■ To do
Filter the lines below, keeping each one that holds "analytics".

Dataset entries
---+---
//! My tickets

use super::fetch;
use crate::environment::ClientEnvironment;
use gatepass_api::types::{Ticket, TicketId, TicketStatus};
use gatepass_core::Resource;
use gatepass_core::effect::{Effect, EffectId};
use gatepass_core::reducer::Reducer;
use gatepass_runtime::{ScopedStore, Store};
use smallvec::{SmallVec, smallvec};

/// Slot of the ticket list
pub const TICKETS: EffectId = EffectId::new("tickets.list");
/// Slot of the opened ticket
pub const SELECTED: EffectId = EffectId::new("tickets.selected");

/// Wallet screen
#[derive(Clone, Debug, Default, PartialEq)]
pub struct TicketsState {
    /// Tickets owned by the user
    pub tickets: Option<Resource<Vec<Ticket>>>,
    /// Ticket opened full screen, with its QR code
    pub selected: Option<Resource<Ticket>>,
}

impl TicketsState {
    /// Tickets not yet used at the door
    #[must_use]
    pub fn active_tickets(&self) -> Vec<&Ticket> {
        self.tickets
            .as_ref()
            .and_then(Resource::data)
            .map(|tickets| {
                tickets
                    .iter()
                    .filter(|t| t.status == TicketStatus::Active)
                    .collect()
            })
            .unwrap_or_default()
    }
}

/// Wallet actions
#[derive(Clone, Debug, PartialEq)]
pub enum TicketsAction {
    /// Load the user's tickets
    Load,
    /// Open one ticket
    Select(TicketId),
    /// Close the opened ticket
    ClearSelection,
    /// Ticket list state changed
    TicketsUpdated(Resource<Vec<Ticket>>),
    /// Opened ticket state changed
    SelectedUpdated(Resource<Ticket>),
}

/// Reducer for the wallet
#[derive(Clone, Copy, Debug, Default)]
pub struct TicketsReducer;

impl TicketsReducer {
    /// Create the reducer
    #[must_use]
    pub const fn new() -> Self {
        Self
    }
}

impl Reducer for TicketsReducer {
    type State = TicketsState;
    type Action = TicketsAction;
    type Environment = ClientEnvironment;

    fn reduce(
        &self,
        state: &mut TicketsState,
        action: TicketsAction,
        env: &ClientEnvironment,
    ) -> SmallVec<[Effect<TicketsAction>; 4]> {
        match action {
            TicketsAction::Load => smallvec![fetch(
                TICKETS,
                env.tickets.my_tickets(),
                TicketsAction::TicketsUpdated
            )],
            TicketsAction::Select(id) => smallvec![fetch(
                SELECTED,
                env.tickets.ticket(id),
                TicketsAction::SelectedUpdated
            )],
            TicketsAction::ClearSelection => {
                state.selected = None;
                smallvec![Effect::Cancel(SELECTED)]
            },
            TicketsAction::TicketsUpdated(resource) => {
                state.tickets = Some(resource);
                smallvec![Effect::None]
            },
            TicketsAction::SelectedUpdated(resource) => {
                state.selected = Some(resource);
                smallvec![Effect::None]
            },
        }
    }
}

/// Store for the wallet
pub type TicketsStore = Store<TicketsState, TicketsAction, ClientEnvironment, TicketsReducer>;

/// Create a wallet store owned by the caller
#[must_use]
pub fn scoped(
    env: ClientEnvironment,
) -> ScopedStore<TicketsState, TicketsAction, ClientEnvironment, TicketsReducer> {
    ScopedStore::new(Store::new(TicketsState::default(), TicketsReducer::new(), env))
}
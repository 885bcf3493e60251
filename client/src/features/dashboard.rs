//! Organizer dashboard

use super::fetch;
use crate::environment::ClientEnvironment;
use chrono::{Days, NaiveDate};
use gatepass_api::types::{DashboardSummary, EventId, EventSales, RevenuePoint, TicketTypeSales};
use gatepass_core::Resource;
use gatepass_core::effect::{Effect, EffectId};
use gatepass_core::reducer::Reducer;
use gatepass_runtime::{ScopedStore, Store};
use smallvec::{SmallVec, smallvec};

/// Slot of the headline totals
pub const SUMMARY: EffectId = EffectId::new("dashboard.summary");
/// Slot of the selected event's sales
pub const EVENT_SALES: EffectId = EffectId::new("dashboard.event_sales");
/// Slot of the selected event's ticket type breakdown
pub const TICKET_TYPE_SALES: EffectId = EffectId::new("dashboard.ticket_type_sales");
/// Slot of the revenue chart
pub const REVENUE: EffectId = EffectId::new("dashboard.revenue");

/// Dashboard screen
#[derive(Clone, Debug, Default, PartialEq)]
pub struct DashboardState {
    /// Headline totals
    pub summary: Option<Resource<DashboardSummary>>,
    /// Event drilled into
    pub selected_event: Option<EventId>,
    /// Sales of the selected event
    pub event_sales: Option<Resource<EventSales>>,
    /// Ticket type breakdown of the selected event
    pub ticket_type_sales: Option<Resource<Vec<TicketTypeSales>>>,
    /// Dates the revenue chart covers
    pub revenue_range: Option<(NaiveDate, NaiveDate)>,
    /// Revenue chart
    pub revenue: Option<Resource<Vec<RevenuePoint>>>,
}

impl DashboardState {
    /// Revenue across the chart's range
    #[must_use]
    pub fn revenue_total(&self) -> Option<f64> {
        self.revenue
            .as_ref()
            .and_then(Resource::data)
            .map(|points| points.iter().map(|p| p.revenue).sum())
    }
}

/// Dashboard actions
#[derive(Clone, Debug, PartialEq)]
pub enum DashboardAction {
    /// Load the headline totals
    LoadSummary,
    /// Drill into one event
    SelectEvent(EventId),
    /// Chart the last `days` days, ending today
    LoadRevenue {
        /// Days covered, today included
        days: u32,
    },
    /// Chart an explicit range
    LoadRevenueRange {
        /// First day
        from: NaiveDate,
        /// Last day
        to: NaiveDate,
    },
    /// Totals state changed
    SummaryUpdated(Resource<DashboardSummary>),
    /// Event sales state changed
    EventSalesUpdated(Resource<EventSales>),
    /// Ticket type breakdown state changed
    TicketTypeSalesUpdated(Resource<Vec<TicketTypeSales>>),
    /// Revenue chart state changed
    RevenueUpdated(Resource<Vec<RevenuePoint>>),
}

/// Reducer for the dashboard
#[derive(Clone, Copy, Debug, Default)]
pub struct DashboardReducer;

impl DashboardReducer {
    /// Create the reducer
    #[must_use]
    pub const fn new() -> Self {
        Self
    }
}

fn revenue(
    state: &mut DashboardState,
    from: NaiveDate,
    to: NaiveDate,
    env: &ClientEnvironment,
) -> SmallVec<[Effect<DashboardAction>; 4]> {
    state.revenue_range = Some((from, to));
    smallvec![fetch(
        REVENUE,
        env.analytics.revenue(from, to),
        DashboardAction::RevenueUpdated
    )]
}

impl Reducer for DashboardReducer {
    type State = DashboardState;
    type Action = DashboardAction;
    type Environment = ClientEnvironment;

    fn reduce(
        &self,
        state: &mut DashboardState,
        action: DashboardAction,
        env: &ClientEnvironment,
    ) -> SmallVec<[Effect<DashboardAction>; 4]> {
        match action {
            DashboardAction::LoadSummary => smallvec![fetch(
                SUMMARY,
                env.analytics.dashboard(),
                DashboardAction::SummaryUpdated
            )],
            DashboardAction::SelectEvent(id) => {
                state.selected_event = Some(id.clone());
                state.event_sales = None;
                state.ticket_type_sales = None;
                smallvec![
                    fetch(
                        EVENT_SALES,
                        env.analytics.event_sales(id.clone()),
                        DashboardAction::EventSalesUpdated
                    ),
                    fetch(
                        TICKET_TYPE_SALES,
                        env.analytics.ticket_type_sales(id),
                        DashboardAction::TicketTypeSalesUpdated
                    ),
                ]
            },
            DashboardAction::LoadRevenue { days } => {
                let to = env.clock.now().date_naive();
                let from = to
                    .checked_sub_days(Days::new(u64::from(days.saturating_sub(1))))
                    .unwrap_or(NaiveDate::MIN);
                revenue(state, from, to, env)
            },
            DashboardAction::LoadRevenueRange { from, to } => revenue(state, from, to, env),
            DashboardAction::SummaryUpdated(resource) => {
                state.summary = Some(resource);
                smallvec![Effect::None]
            },
            DashboardAction::EventSalesUpdated(resource) => {
                state.event_sales = Some(resource);
                smallvec![Effect::None]
            },
            DashboardAction::TicketTypeSalesUpdated(resource) => {
                state.ticket_type_sales = Some(resource);
                smallvec![Effect::None]
            },
            DashboardAction::RevenueUpdated(resource) => {
                state.revenue = Some(resource);
                smallvec![Effect::None]
            },
        }
    }
}

/// Store for the dashboard
pub type DashboardStore =
    Store<DashboardState, DashboardAction, ClientEnvironment, DashboardReducer>;

/// Create a dashboard store owned by the caller
#[must_use]
pub fn scoped(
    env: ClientEnvironment,
) -> ScopedStore<DashboardState, DashboardAction, ClientEnvironment, DashboardReducer> {
    ScopedStore::new(Store::new(DashboardState::default(), DashboardReducer::new(), env))
}
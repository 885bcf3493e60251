//! Given-When-Then harness for feature reducers
//!
//! Reducers are pure, so a feature's slot transitions and the effects it
//! issues can be checked without a store or a network.

#![allow(clippy::module_name_repetitions)] // ReducerTest is the natural name

use gatepass_core::{effect::Effect, reducer::Reducer};

type StateAssertion<S> = Box<dyn FnOnce(&S)>;

type EffectAssertion<A> = Box<dyn FnOnce(&[Effect<A>])>;

/// Fluent reducer test
///
/// `when_action` may be called several times: the actions are reduced in
/// order, and effect assertions see the effects of the last one.
///
/// # Example
///
/// ```ignore
/// use gatepass_testing::{ReducerTest, assertions};
///
/// let effects = ReducerTest::new(BrowseReducer)
///     .with_env(test_environment())
///     .given_state(BrowseState::default())
///     .when_action(BrowseAction::LoadCategories)
///     .then_state(|state| assert!(state.categories.is_none()))
///     .then_effects(|effects| assertions::assert_has_stream_effect(effects))
///     .run();
/// ```
pub struct ReducerTest<R, S, A, E>
where
    R: Reducer<State = S, Action = A, Environment = E>,
{
    reducer: R,
    environment: Option<E>,
    initial_state: Option<S>,
    actions: Vec<A>,
    state_assertions: Vec<StateAssertion<S>>,
    effect_assertions: Vec<EffectAssertion<A>>,
}

impl<R, S, A, E> ReducerTest<R, S, A, E>
where
    R: Reducer<State = S, Action = A, Environment = E>,
{
    /// Create a new reducer test with the given reducer
    #[must_use]
    pub const fn new(reducer: R) -> Self {
        Self {
            reducer,
            environment: None,
            initial_state: None,
            actions: Vec::new(),
            state_assertions: Vec::new(),
            effect_assertions: Vec::new(),
        }
    }

    /// Set the environment for the test
    #[must_use]
    pub fn with_env(mut self, env: E) -> Self {
        self.environment = Some(env);
        self
    }

    /// Set the initial state (Given)
    #[must_use]
    pub fn given_state(mut self, state: S) -> Self {
        self.initial_state = Some(state);
        self
    }

    /// Queue an action to reduce (When)
    #[must_use]
    pub fn when_action(mut self, action: A) -> Self {
        self.actions.push(action);
        self
    }

    /// Add an assertion about the final state (Then)
    #[must_use]
    pub fn then_state<F>(mut self, assertion: F) -> Self
    where
        F: FnOnce(&S) + 'static,
    {
        self.state_assertions.push(Box::new(assertion));
        self
    }

    /// Add an assertion about the effects of the last action (Then)
    #[must_use]
    pub fn then_effects<F>(mut self, assertion: F) -> Self
    where
        F: FnOnce(&[Effect<A>]) + 'static,
    {
        self.effect_assertions.push(Box::new(assertion));
        self
    }

    /// Reduce every queued action, run the assertions and return the
    /// effects of the last action so a test can drive them further
    ///
    /// # Panics
    ///
    /// Panics if initial state, actions, or environment are not set,
    /// or if any assertion fails.
    #[allow(clippy::panic)] // Test code can panic
    #[allow(clippy::expect_used)] // Test code can use expect
    pub fn run(self) -> Vec<Effect<A>> {
        let mut state = self
            .initial_state
            .expect("Initial state must be set with given_state()");

        assert!(
            !self.actions.is_empty(),
            "At least one action must be set with when_action()"
        );

        let env = self
            .environment
            .expect("Environment must be set with with_env()");

        let mut effects = Vec::new();
        for action in self.actions {
            effects = self.reducer.reduce(&mut state, action, &env).into_vec();
        }

        for assertion in self.state_assertions {
            assertion(&state);
        }

        for assertion in self.effect_assertions {
            assertion(&effects);
        }

        effects
    }
}

/// Helper assertions for effects
pub mod assertions {
    use gatepass_core::effect::{Effect, EffectId};

    /// Assert that there are no effects
    ///
    /// # Panics
    ///
    /// Panics if effects is not empty.
    #[allow(clippy::panic)] // Test assertion
    pub fn assert_no_effects<A: std::fmt::Debug>(effects: &[Effect<A>]) {
        assert!(
            effects.is_empty() || matches!(effects, [Effect::None]),
            "Expected no effects, but found {}: {:?}",
            effects.len(),
            effects
        );
    }

    /// Assert the number of effects
    ///
    /// # Panics
    ///
    /// Panics if the number of effects doesn't match expected.
    #[allow(clippy::panic)] // Test assertion
    pub fn assert_effects_count<A>(effects: &[Effect<A>], expected: usize) {
        assert_eq!(
            effects.len(),
            expected,
            "Expected {} effects, but found {}",
            expected,
            effects.len()
        );
    }

    /// Assert that effects contain at least one Future effect
    ///
    /// # Panics
    ///
    /// Panics if no Future effect is found.
    #[allow(clippy::panic)] // Test assertion
    pub fn assert_has_future_effect<A>(effects: &[Effect<A>]) {
        assert!(
            effects.iter().any(|e| matches!(e, Effect::Future(_))),
            "Expected at least one Future effect, but none found"
        );
    }

    /// Assert that effects contain at least one Stream effect, looking
    /// through `Cancellable` wrappers
    ///
    /// # Panics
    ///
    /// Panics if no Stream effect is found.
    #[allow(clippy::panic)] // Test assertion
    pub fn assert_has_stream_effect<A>(effects: &[Effect<A>]) {
        assert!(
            effects.iter().any(is_stream),
            "Expected at least one Stream effect, but none found"
        );
    }

    /// Assert that one of the effects is cancellable under `id`
    ///
    /// # Panics
    ///
    /// Panics if no effect is registered under `id`.
    #[allow(clippy::panic)] // Test assertion
    pub fn assert_has_cancellable_effect<A: std::fmt::Debug>(effects: &[Effect<A>], id: EffectId) {
        assert!(
            effects.iter().any(|e| cancellable_ids(e).contains(&id)),
            "Expected an effect cancellable as {id}, but found {effects:?}"
        );
    }

    /// Assert that the effects cancel `id`
    ///
    /// # Panics
    ///
    /// Panics if no `Cancel(id)` effect is found.
    #[allow(clippy::panic)] // Test assertion
    pub fn assert_cancels<A: std::fmt::Debug>(effects: &[Effect<A>], id: EffectId) {
        assert!(
            effects
                .iter()
                .any(|e| matches!(e, Effect::Cancel(cancelled) if *cancelled == id)),
            "Expected Cancel({id}), but found {effects:?}"
        );
    }

    fn is_stream<A>(effect: &Effect<A>) -> bool {
        match effect {
            Effect::Stream(_) => true,
            Effect::Cancellable { effect, .. } => is_stream(effect),
            Effect::None | Effect::Future(_) | Effect::Cancel(_) => false,
        }
    }

    /// Every id an effect is cancellable under
    #[must_use]
    pub fn cancellable_ids<A>(effect: &Effect<A>) -> Vec<EffectId> {
        match effect {
            Effect::Cancellable { id, effect } => {
                let mut ids = vec![*id];
                ids.extend(cancellable_ids(effect));
                ids
            },
            Effect::None | Effect::Future(_) | Effect::Stream(_) | Effect::Cancel(_) => Vec::new(),
        }
    }
}

/// Run an effect to completion without a store and collect the actions it
/// produces, in order
///
/// Cancellation wrappers are ignored.
pub fn drain_effect<A>(effect: Effect<A>) -> futures::future::BoxFuture<'static, Vec<A>>
where
    A: Send + 'static,
{
    use futures::{FutureExt, StreamExt};

    async move {
        match effect {
            Effect::None | Effect::Cancel(_) => Vec::new(),
            Effect::Future(fut) => fut.await.into_iter().collect(),
            Effect::Stream(stream) => stream.collect().await,
            Effect::Cancellable { effect, .. } => drain_effect(*effect).await,
        }
    }
    .boxed()
}

#[cfg(test)]
mod tests {
    use super::*;
    use gatepass_core::{effect::EffectId, resource::Resource};
    use smallvec::{SmallVec, smallvec};

    const NAMES: EffectId = EffectId::new("names");

    #[derive(Clone, Debug, Default)]
    struct NamesState {
        names: Option<Resource<Vec<String>>>,
    }

    #[derive(Clone, Debug, PartialEq)]
    enum NamesAction {
        Load,
        NamesUpdated(Resource<Vec<String>>),
        Abandon,
    }

    struct NamesReducer;

    impl Reducer for NamesReducer {
        type State = NamesState;
        type Action = NamesAction;
        type Environment = ();

        fn reduce(
            &self,
            state: &mut NamesState,
            action: NamesAction,
            _env: &(),
        ) -> SmallVec<[Effect<NamesAction>; 4]> {
            match action {
                NamesAction::Load => {
                    let stream = futures::stream::iter(vec![
                        NamesAction::NamesUpdated(Resource::Loading),
                        NamesAction::NamesUpdated(Resource::Success(vec!["Ada".to_string()])),
                    ]);
                    smallvec![Effect::Stream(Box::pin(stream)).cancellable(NAMES)]
                },
                NamesAction::NamesUpdated(resource) => {
                    state.names = Some(resource);
                    smallvec![Effect::None]
                },
                NamesAction::Abandon => smallvec![Effect::Cancel(NAMES)],
            }
        }
    }

    #[test]
    fn load_issues_cancellable_stream() {
        let effects = ReducerTest::new(NamesReducer)
            .with_env(())
            .given_state(NamesState::default())
            .when_action(NamesAction::Load)
            .then_state(|state| assert!(state.names.is_none()))
            .then_effects(|effects| {
                assertions::assert_effects_count(effects, 1);
                assertions::assert_has_stream_effect(effects);
                assertions::assert_has_cancellable_effect(effects, NAMES);
            })
            .run();

        assert_eq!(effects.len(), 1);
    }

    #[test]
    fn actions_are_reduced_in_order() {
        ReducerTest::new(NamesReducer)
            .with_env(())
            .given_state(NamesState::default())
            .when_action(NamesAction::NamesUpdated(Resource::Loading))
            .when_action(NamesAction::NamesUpdated(Resource::Error("boom".to_string())))
            .then_state(|state| {
                assert_eq!(state.names, Some(Resource::Error("boom".to_string())));
            })
            .then_effects(assertions::assert_no_effects)
            .run();
    }

    #[test]
    fn abandon_cancels_slot() {
        ReducerTest::new(NamesReducer)
            .with_env(())
            .given_state(NamesState::default())
            .when_action(NamesAction::Abandon)
            .then_effects(|effects| assertions::assert_cancels(effects, NAMES))
            .run();
    }

    #[tokio::test]
    async fn drain_effect_yields_stream_items() {
        let mut effects = ReducerTest::new(NamesReducer)
            .with_env(())
            .given_state(NamesState::default())
            .when_action(NamesAction::Load)
            .run();

        let actions = drain_effect(effects.remove(0)).await;
        assert_eq!(
            actions,
            vec![
                NamesAction::NamesUpdated(Resource::Loading),
                NamesAction::NamesUpdated(Resource::Success(vec!["Ada".to_string()])),
            ]
        );
    }
}
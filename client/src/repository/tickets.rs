//! Ticket types and tickets

use super::{ResourceStream, fetch};
use crate::checkin::CheckInCode;
use crate::messages;
use gatepass_api::types::{
    CheckInResult, EventId, PurchaseRequest, Ticket, TicketId, TicketType, TicketTypeDraft,
    TicketTypeId,
};
use gatepass_api::{Acknowledgement, ApiClient};

/// Ticket types offered for an event
#[derive(Clone, Debug)]
pub struct TicketTypeRepository {
    api: ApiClient,
}

impl TicketTypeRepository {
    /// Create a repository over `api`
    #[must_use]
    pub const fn new(api: ApiClient) -> Self {
        Self { api }
    }

    /// Ticket types of one event
    #[must_use]
    pub fn ticket_types(&self, event_id: EventId) -> ResourceStream<Vec<TicketType>> {
        let api = self.api.clone();
        fetch("ticket_types", messages::TICKET_TYPES_FAILED, async move {
            api.ticket_types_for_event(&event_id).await
        })
    }

    /// Add a ticket type
    #[must_use]
    pub fn create(&self, draft: TicketTypeDraft) -> ResourceStream<TicketType> {
        let api = self.api.clone();
        fetch("create_ticket_type", messages::TICKET_TYPE_SAVE_FAILED, async move {
            api.create_ticket_type(&draft).await
        })
    }

    /// Replace a ticket type
    #[must_use]
    pub fn update(&self, id: TicketTypeId, draft: TicketTypeDraft) -> ResourceStream<TicketType> {
        let api = self.api.clone();
        fetch("update_ticket_type", messages::TICKET_TYPE_SAVE_FAILED, async move {
            api.update_ticket_type(&id, &draft).await
        })
    }

    /// Remove a ticket type
    #[must_use]
    pub fn delete(&self, id: TicketTypeId) -> ResourceStream<Acknowledgement> {
        let api = self.api.clone();
        fetch("delete_ticket_type", messages::TICKET_TYPE_DELETE_FAILED, async move {
            api.delete_ticket_type(&id).await
        })
    }
}

/// Purchased tickets and door check-in
#[derive(Clone, Debug)]
pub struct TicketRepository {
    api: ApiClient,
}

impl TicketRepository {
    /// Create a repository over `api`
    #[must_use]
    pub const fn new(api: ApiClient) -> Self {
        Self { api }
    }

    /// Tickets owned by the signed-in user
    #[must_use]
    pub fn my_tickets(&self) -> ResourceStream<Vec<Ticket>> {
        let api = self.api.clone();
        fetch("my_tickets", messages::TICKETS_FAILED, async move {
            api.my_tickets().await
        })
    }

    /// One ticket
    #[must_use]
    pub fn ticket(&self, id: TicketId) -> ResourceStream<Ticket> {
        let api = self.api.clone();
        fetch("get_ticket", messages::TICKET_FAILED, async move {
            api.get_ticket(&id).await
        })
    }

    /// Buy tickets directly, without a payment redirect
    #[must_use]
    pub fn purchase(&self, request: PurchaseRequest) -> ResourceStream<Vec<Ticket>> {
        let api = self.api.clone();
        fetch("purchase_tickets", messages::PURCHASE_FAILED, async move {
            api.purchase_tickets(&request).await
        })
    }

    /// Check in the ticket a scanned code refers to
    ///
    /// Only well-formed codes reach this point; parsing happens before.
    #[must_use]
    pub fn check_in(&self, code: CheckInCode) -> ResourceStream<CheckInResult> {
        let api = self.api.clone();
        fetch("check_in", messages::CHECK_IN_FAILED, async move {
            api.check_in(&code.to_request()).await
        })
    }

    /// Attendee list of an event
    #[must_use]
    pub fn event_tickets(&self, event_id: EventId) -> ResourceStream<Vec<Ticket>> {
        let api = self.api.clone();
        fetch("event_tickets", messages::EVENT_TICKETS_FAILED, async move {
            api.event_tickets(&event_id).await
        })
    }
}
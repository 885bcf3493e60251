use super::{EventId, TicketId, TicketTypeId, UserId};
use chrono::{DateTime, Utc};
use serde::{Deserialize, Serialize};

/// Lifecycle of an issued ticket
#[derive(Debug, Clone, Copy, Default, PartialEq, Eq, Serialize, Deserialize)]
#[serde(rename_all = "SCREAMING_SNAKE_CASE")]
pub enum TicketStatus {
    /// Valid for entry
    Active,
    /// Already checked in
    Used,
    /// Voided
    Cancelled,
    /// Money returned
    Refunded,
    /// Status this client does not know
    #[default]
    #[serde(other)]
    Unknown,
}

/// A tier of tickets for one event
#[derive(Debug, Clone, PartialEq, Serialize, Deserialize)]
#[serde(rename_all = "camelCase")]
pub struct TicketType {
    /// Identifier
    pub id: TicketTypeId,
    /// Event the tier belongs to
    pub event_id: EventId,
    /// Tier name, e.g. "VIP"
    pub name: String,
    /// Perks and conditions
    pub description: Option<String>,
    /// Unit price
    pub price: f64,
    /// Total capacity
    #[serde(default)]
    pub quantity: u32,
    /// Still purchasable
    #[serde(default)]
    pub available_quantity: u32,
    /// Sales open
    pub sale_start: Option<DateTime<Utc>>,
    /// Sales close
    pub sale_end: Option<DateTime<Utc>>,
}

impl TicketType {
    /// Whether no tickets are left
    #[must_use]
    pub const fn is_sold_out(&self) -> bool {
        self.available_quantity == 0
    }
}

/// Body for creating or updating a ticket type
#[derive(Debug, Clone, PartialEq, Serialize, Deserialize)]
#[serde(rename_all = "camelCase")]
pub struct TicketTypeDraft {
    /// Event the tier belongs to
    pub event_id: EventId,
    /// Tier name
    pub name: String,
    /// Perks and conditions
    #[serde(skip_serializing_if = "Option::is_none")]
    pub description: Option<String>,
    /// Unit price
    pub price: f64,
    /// Capacity
    pub quantity: u32,
    /// Sales open
    #[serde(skip_serializing_if = "Option::is_none")]
    pub sale_start: Option<DateTime<Utc>>,
    /// Sales close
    #[serde(skip_serializing_if = "Option::is_none")]
    pub sale_end: Option<DateTime<Utc>>,
}

/// An issued ticket
#[derive(Debug, Clone, PartialEq, Serialize, Deserialize)]
#[serde(rename_all = "camelCase")]
pub struct Ticket {
    /// Identifier
    pub id: TicketId,
    /// Human-readable number printed on the ticket
    pub ticket_number: String,
    /// Event
    pub event_id: EventId,
    /// Tier
    pub ticket_type_id: Option<TicketTypeId>,
    /// Holder
    pub user_id: UserId,
    /// Lifecycle state
    #[serde(default)]
    pub status: TicketStatus,
    /// Payload encoded in the ticket's QR image
    pub qr_code: Option<String>,
    /// Purchase time
    pub purchased_at: Option<DateTime<Utc>>,
    /// Check-in time
    pub checked_in_at: Option<DateTime<Utc>>,
}

/// Body for buying tickets
#[derive(Debug, Clone, PartialEq, Eq, Serialize, Deserialize)]
#[serde(rename_all = "camelCase")]
pub struct PurchaseRequest {
    /// Tier to buy
    pub ticket_type_id: TicketTypeId,
    /// How many
    pub quantity: u32,
}

/// Body for checking a ticket in, built from a scanned QR payload
#[derive(Debug, Clone, PartialEq, Eq, Serialize, Deserialize)]
#[serde(rename_all = "camelCase")]
pub struct CheckInRequest {
    /// Ticket
    pub ticket_id: TicketId,
    /// Printed ticket number
    pub ticket_number: String,
    /// Event being checked into
    pub event_id: EventId,
    /// Ticket holder
    pub user_id: UserId,
}

/// Outcome of a successful check-in
#[derive(Debug, Clone, PartialEq, Serialize, Deserialize)]
#[serde(rename_all = "camelCase")]
pub struct CheckInResult {
    /// The ticket after check-in
    pub ticket: Option<Ticket>,
    /// Message for the gate staff
    pub message: Option<String>,
    /// When the ticket was checked in
    pub checked_in_at: Option<DateTime<Utc>>,
}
---+---
■ Task result
        env.analytics.revenue(from, to),
                env.analytics.dashboard(),
                        env.analytics.event_sales(id.clone()),
                        env.analytics.ticket_type_sales(id),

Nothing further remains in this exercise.